_TASK TO COMPLETE_
Copy out, exactly, the first line of the entries below and every line after it through the one containing "Table::create()".

_EXERCISE INPUTS_
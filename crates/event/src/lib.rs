mod repository;
mod root;
mod types;

pub mod query;

pub use query::{FeedFilter, Query, RsvpStats};
pub use repository::{CategoryRow, EventRow, RsvpRow};
pub use root::*;
pub use types::*;
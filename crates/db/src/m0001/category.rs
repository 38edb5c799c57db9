use sea_query::{
    ColumnDef, Index, IndexCreateStatement, IndexDropStatement, Table, TableCreateStatement,
    TableDropStatement,
};

use crate::table::Category;

pub struct CreateCategoryTable;

fn create_category_table_statement() -> TableCreateStatement {
    Table::create()
        .table(Category::Table)
        .col(ColumnDef::new(Category::Id).string().not_null().string_len(26).primary_key())
        .col(ColumnDef::new(Category::Name).string().not_null().string_len(100))
        .col(ColumnDef::new(Category::Slug).string().not_null().string_len(100))
        .col(ColumnDef::new(Category::Description).text())
        .to_owned()
}

fn drop_category_table_statement() -> TableDropStatement {
    Table::drop().table(Category::Table).to_owned()
}

#[async_trait::async_trait]
impl sqlx_migrator::Operation<sqlx::Sqlite> for CreateCategoryTable {
    async fn up(
        &self,
        connection: &mut sqlx::SqliteConnection,
    ) -> Result<(), sqlx_migrator::Error> {
        let statement = create_category_table_statement().to_string(sea_query::SqliteQueryBuilder);
        sqlx::query(&statement).execute(connection).await?;

        Ok(())
    }

    async fn down(
        &self,
        connection: &mut sqlx::SqliteConnection,
    ) -> Result<(), sqlx_migrator::Error> {
        let statement = drop_category_table_statement().to_string(sea_query::SqliteQueryBuilder);
        sqlx::query(&statement).execute(connection).await?;

        Ok(())
    }
}

pub struct CreateCategoryNameIdx;

fn create_idx_category_name_statement() -> IndexCreateStatement {
    Index::create()
        .name("idx_category_name")
        .table(Category::Table)
        .unique()
        .col(Category::Name)
        .to_owned()
}

fn drop_idx_category_name_statement() -> IndexDropStatement {
    Index::drop()
        .name("idx_category_name")
        .table(Category::Table)
        .to_owned()
}

#[async_trait::async_trait]
impl sqlx_migrator::Operation<sqlx::Sqlite> for CreateCategoryNameIdx {
    async fn up(
        &self,
        connection: &mut sqlx::SqliteConnection,
    ) -> Result<(), sqlx_migrator::Error> {
        let statement = create_idx_category_name_statement().to_string(sea_query::SqliteQueryBuilder);
        sqlx::query(&statement).execute(connection).await?;

        Ok(())
    }

    async fn down(
        &self,
        connection: &mut sqlx::SqliteConnection,
    ) -> Result<(), sqlx_migrator::Error> {
        let statement = drop_idx_category_name_statement().to_string(sea_query::SqliteQueryBuilder);
        sqlx::query(&statement).execute(connection).await?;

        Ok(())
    }
}

pub struct CreateCategorySlugIdx;

fn create_idx_category_slug_statement() -> IndexCreateStatement {
    Index::create()
        .name("idx_category_slug")
        .table(Category::Table)
        .unique()
        .col(Category::Slug)
        .to_owned()
}

fn drop_idx_category_slug_statement() -> IndexDropStatement {
    Index::drop()
        .name("idx_category_slug")
        .table(Category::Table)
        .to_owned()
}

#[async_trait::async_trait]
impl sqlx_migrator::Operation<sqlx::Sqlite> for CreateCategorySlugIdx {
    async fn up(
        &self,
        connection: &mut sqlx::SqliteConnection,
    ) -> Result<(), sqlx_migrator::Error> {
        let statement = create_idx_category_slug_statement().to_string(sea_query::SqliteQueryBuilder);
        sqlx::query(&statement).execute(connection).await?;

        Ok(())
    }

    async fn down(
        &self,
        connection: &mut sqlx::SqliteConnection,
    ) -> Result<(), sqlx_migrator::Error> {
        let statement = drop_idx_category_slug_statement().to_string(sea_query::SqliteQueryBuilder);
        sqlx::query(&statement).execute(connection).await?;

        Ok(())
    }
}
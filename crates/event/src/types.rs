use serde::{Deserialize, Serialize};
use strum::{AsRefStr, Display, EnumString, VariantArray};

#[derive(
    EnumString,
    Display,
    VariantArray,
    AsRefStr,
    Clone,
    Copy,
    Debug,
    Default,
    PartialEq,
    Eq,
    Serialize,
    Deserialize,
)]
#[strum(serialize_all = "snake_case")]
#[serde(rename_all = "snake_case")]
pub enum Status {
    #[default]
    Draft,
    PendingModeration,
    Published,
    Rejected,
    Archived,
}

impl Status {
    /// Transition graph of the moderation workflow. Every mutation that
    /// changes an event's status must pass through this check; anything
    /// outside the graph is rejected as an invalid transition.
    pub fn allows(self, next: Status) -> bool {
        matches!(
            (self, next),
            (Status::Draft, Status::PendingModeration)
                | (Status::Rejected, Status::PendingModeration)
                | (Status::PendingModeration, Status::Published)
                | (Status::PendingModeration, Status::Rejected)
                | (Status::Published, Status::Archived)
        )
    }

    /// Organizers may edit or delete their event only before it enters
    /// moderation or after it came back rejected.
    pub fn editable_by_owner(self) -> bool {
        matches!(self, Status::Draft | Status::Rejected)
    }

    pub fn deletable_by_owner(self) -> bool {
        matches!(self, Status::Draft | Status::Rejected | Status::Archived)
    }
}

#[derive(
    EnumString,
    Display,
    VariantArray,
    AsRefStr,
    Clone,
    Copy,
    Debug,
    Default,
    PartialEq,
    Eq,
    Serialize,
    Deserialize,
)]
#[strum(serialize_all = "snake_case")]
#[serde(rename_all = "snake_case")]
pub enum RsvpStatus {
    Going,
    #[default]
    Interested,
    Canceled,
}
use afisha_db::table::User;
use afisha_shared::user::Role;
use sea_query::{Expr, ExprTrait, Query, SqliteQueryBuilder};
use sea_query_sqlx::SqlxBinder;
use sqlx::{SqlitePool, prelude::FromRow};

#[derive(Debug, Clone, FromRow)]
pub struct UserRow {
    pub id: String,
    pub email: String,
    pub password: String,
    pub full_name: Option<String>,
    pub avatar_url: Option<String>,
    pub phone: Option<String>,
    pub telegram: Option<String>,
    pub about: Option<String>,
    pub preferences: Option<String>,
    pub role: sqlx::types::Text<Role>,
    pub blocked: bool,
    pub created_at: i64,
    pub updated_at: i64,
}

pub(crate) const USER_COLUMNS: [User; 13] = [
    User::Id,
    User::Email,
    User::Password,
    User::FullName,
    User::AvatarUrl,
    User::Phone,
    User::Telegram,
    User::About,
    User::Preferences,
    User::Role,
    User::Blocked,
    User::CreatedAt,
    User::UpdatedAt,
];

pub enum FindType {
    Id(String),
    Email(String),
}

pub(crate) async fn find(
    pool: &SqlitePool,
    arg_type: FindType,
) -> afisha_shared::Result<Option<UserRow>> {
    let mut statement = Query::select()
        .columns(USER_COLUMNS)
        .from(User::Table)
        .limit(1)
        .to_owned();

    match arg_type {
        FindType::Id(id) => statement.and_where(Expr::col(User::Id).eq(id)),
        FindType::Email(email) => statement.and_where(Expr::col(User::Email).eq(email)),
    };

    let (sql, values) = statement.build_sqlx(SqliteQueryBuilder);

    Ok(sqlx::query_as_with::<_, UserRow, _>(&sql, values)
        .fetch_optional(pool)
        .await?)
}

pub(crate) async fn create(pool: &SqlitePool, row: &UserRow) -> afisha_shared::Result<()> {
    let statement = Query::insert()
        .into_table(User::Table)
        .columns(USER_COLUMNS)
        .values_panic([
            row.id.to_owned().into(),
            row.email.to_owned().into(),
            row.password.to_owned().into(),
            row.full_name.to_owned().into(),
            row.avatar_url.to_owned().into(),
            row.phone.to_owned().into(),
            row.telegram.to_owned().into(),
            row.about.to_owned().into(),
            row.preferences.to_owned().into(),
            row.role.0.to_string().into(),
            row.blocked.into(),
            row.created_at.into(),
            row.updated_at.into(),
        ])
        .to_owned();

    let (sql, values) = statement.build_sqlx(SqliteQueryBuilder);
    sqlx::query_with(&sql, values).execute(pool).await?;

    Ok(())
}

pub(crate) struct UpdateInput {
    pub id: String,
    pub full_name: Option<String>,
    pub avatar_url: Option<String>,
    pub phone: Option<String>,
    pub telegram: Option<String>,
    pub about: Option<String>,
    pub preferences: Option<String>,
    pub role: Option<Role>,
    pub blocked: Option<bool>,
    pub now: i64,
}

impl UpdateInput {
    pub fn new(id: impl Into<String>, now: i64) -> Self {
        Self {
            id: id.into(),
            full_name: None,
            avatar_url: None,
            phone: None,
            telegram: None,
            about: None,
            preferences: None,
            role: None,
            blocked: None,
            now,
        }
    }
}

pub(crate) async fn update(pool: &SqlitePool, input: UpdateInput) -> afisha_shared::Result<()> {
    let mut statement = Query::update()
        .table(User::Table)
        .and_where(Expr::col(User::Id).eq(input.id))
        .to_owned();

    if let Some(full_name) = input.full_name {
        statement.value(User::FullName, full_name);
    }

    if let Some(avatar_url) = input.avatar_url {
        statement.value(User::AvatarUrl, avatar_url);
    }

    if let Some(phone) = input.phone {
        statement.value(User::Phone, phone);
    }

    if let Some(telegram) = input.telegram {
        statement.value(User::Telegram, telegram);
    }

    if let Some(about) = input.about {
        statement.value(User::About, about);
    }

    if let Some(preferences) = input.preferences {
        statement.value(User::Preferences, preferences);
    }

    if let Some(role) = input.role {
        statement.value(User::Role, role.as_ref());
    }

    if let Some(blocked) = input.blocked {
        statement.value(User::Blocked, blocked);
    }

    statement.value(User::UpdatedAt, input.now);

    let (sql, values) = statement.build_sqlx(SqliteQueryBuilder);
    sqlx::query_with(&sql, values).execute(pool).await?;

    Ok(())
}
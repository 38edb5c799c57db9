use std::ops::Deref;

use crate::{SupportTicketRow, repository};

mod close;
mod open;
mod reply;

pub use open::OpenTicketInput;
pub use reply::ReplyTicketInput;

#[derive(Clone)]
pub struct Command(afisha_shared::State);

impl Deref for Command {
    type Target = afisha_shared::State;

    fn deref(&self) -> &Self::Target {
        &self.0
    }
}

impl Command {
    pub fn new(state: afisha_shared::State) -> Self {
        Self(state)
    }

    pub async fn load(
        &self,
        id: impl Into<String>,
    ) -> afisha_shared::Result<Option<SupportTicketRow>> {
        repository::find(&self.read_db, id).await
    }
}
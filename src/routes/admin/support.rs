//! Admin support-ticket route handlers

use afisha_shared::Actor;
use afisha_support::{ReplyTicketInput, Status};
use axum::{
    Extension, Json,
    extract::{Path, Query, State},
    http::StatusCode,
};
use serde::Deserialize;

use crate::error::{AppError, AppResult};
use crate::routes::AppState;
use crate::routes::support::SupportTicketResponse;

const DEFAULT_PAGE_SIZE: u64 = 100;
const MAX_PAGE_SIZE: u64 = 200;

#[derive(Debug, Deserialize)]
pub struct TicketListQuery {
    pub status: Option<Status>,
    pub limit: Option<u64>,
    pub offset: Option<u64>,
}

/// GET /admin/support-tickets
pub async fn list(
    State(state): State<AppState>,
    Query(query): Query<TicketListQuery>,
) -> AppResult<Json<Vec<SupportTicketResponse>>> {
    let rows = state
        .support_query
        .admin_list(
            query.status,
            query.limit.unwrap_or(DEFAULT_PAGE_SIZE).min(MAX_PAGE_SIZE),
            query.offset.unwrap_or(0),
        )
        .await
        .map_err(AppError::Internal)?;

    Ok(Json(rows.into_iter().map(Into::into).collect()))
}

/// POST /admin/support-tickets/{id}/reply - marks the ticket answered and
/// notifies the reporter by email, best effort
pub async fn reply(
    State(state): State<AppState>,
    Extension(actor): Extension<Actor>,
    Path(id): Path<String>,
    Json(input): Json<ReplyTicketInput>,
) -> AppResult<Json<SupportTicketResponse>> {
    let ticket = state.support.reply(&actor, id, input).await?;

    if let Ok(Some(user)) = state.user_query.find(&ticket.user_id).await {
        if let Some(reply) = ticket.admin_reply.as_deref() {
            if let Err(e) = state
                .email
                .send_support_reply(&user.email, &ticket.subject, reply)
            {
                tracing::warn!(ticket_id = %ticket.id, "Failed to send reply email: {e:?}");
            }
        }
    }

    Ok(Json(ticket.into()))
}

/// POST /admin/support-tickets/{id}/close
pub async fn close(
    State(state): State<AppState>,
    Extension(actor): Extension<Actor>,
    Path(id): Path<String>,
) -> AppResult<Json<SupportTicketResponse>> {
    let ticket = state.support.close(&actor, id).await?;

    Ok(Json(ticket.into()))
}

/// DELETE /admin/support-tickets/{id}
pub async fn delete(
    State(state): State<AppState>,
    Extension(actor): Extension<Actor>,
    Path(id): Path<String>,
) -> AppResult<StatusCode> {
    state.support.delete(&actor, id).await?;

    Ok(StatusCode::NO_CONTENT)
}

_RESPONSE BELOW_
filename crates/event/src/lib.rs
mod repository;
mod root;
mod types;

pub mod query;

pub use query::{FeedFilter, Query, RsvpStats};
pub use repository::{CategoryRow, EventRow, RsvpRow};
pub use root::*;
pub use types::*;
filename crates/db/src/m0001/category.rs
repository 38edb5c799c57db9
use sea_query::{
    ColumnDef, Index, IndexCreateStatement, IndexDropStatement, Table, TableCreateStatement,
    TableDropStatement,
};

use crate::table::Category;

pub struct CreateCategoryTable;

fn create_category_table_statement() -> TableCreateStatement {
    Table::create()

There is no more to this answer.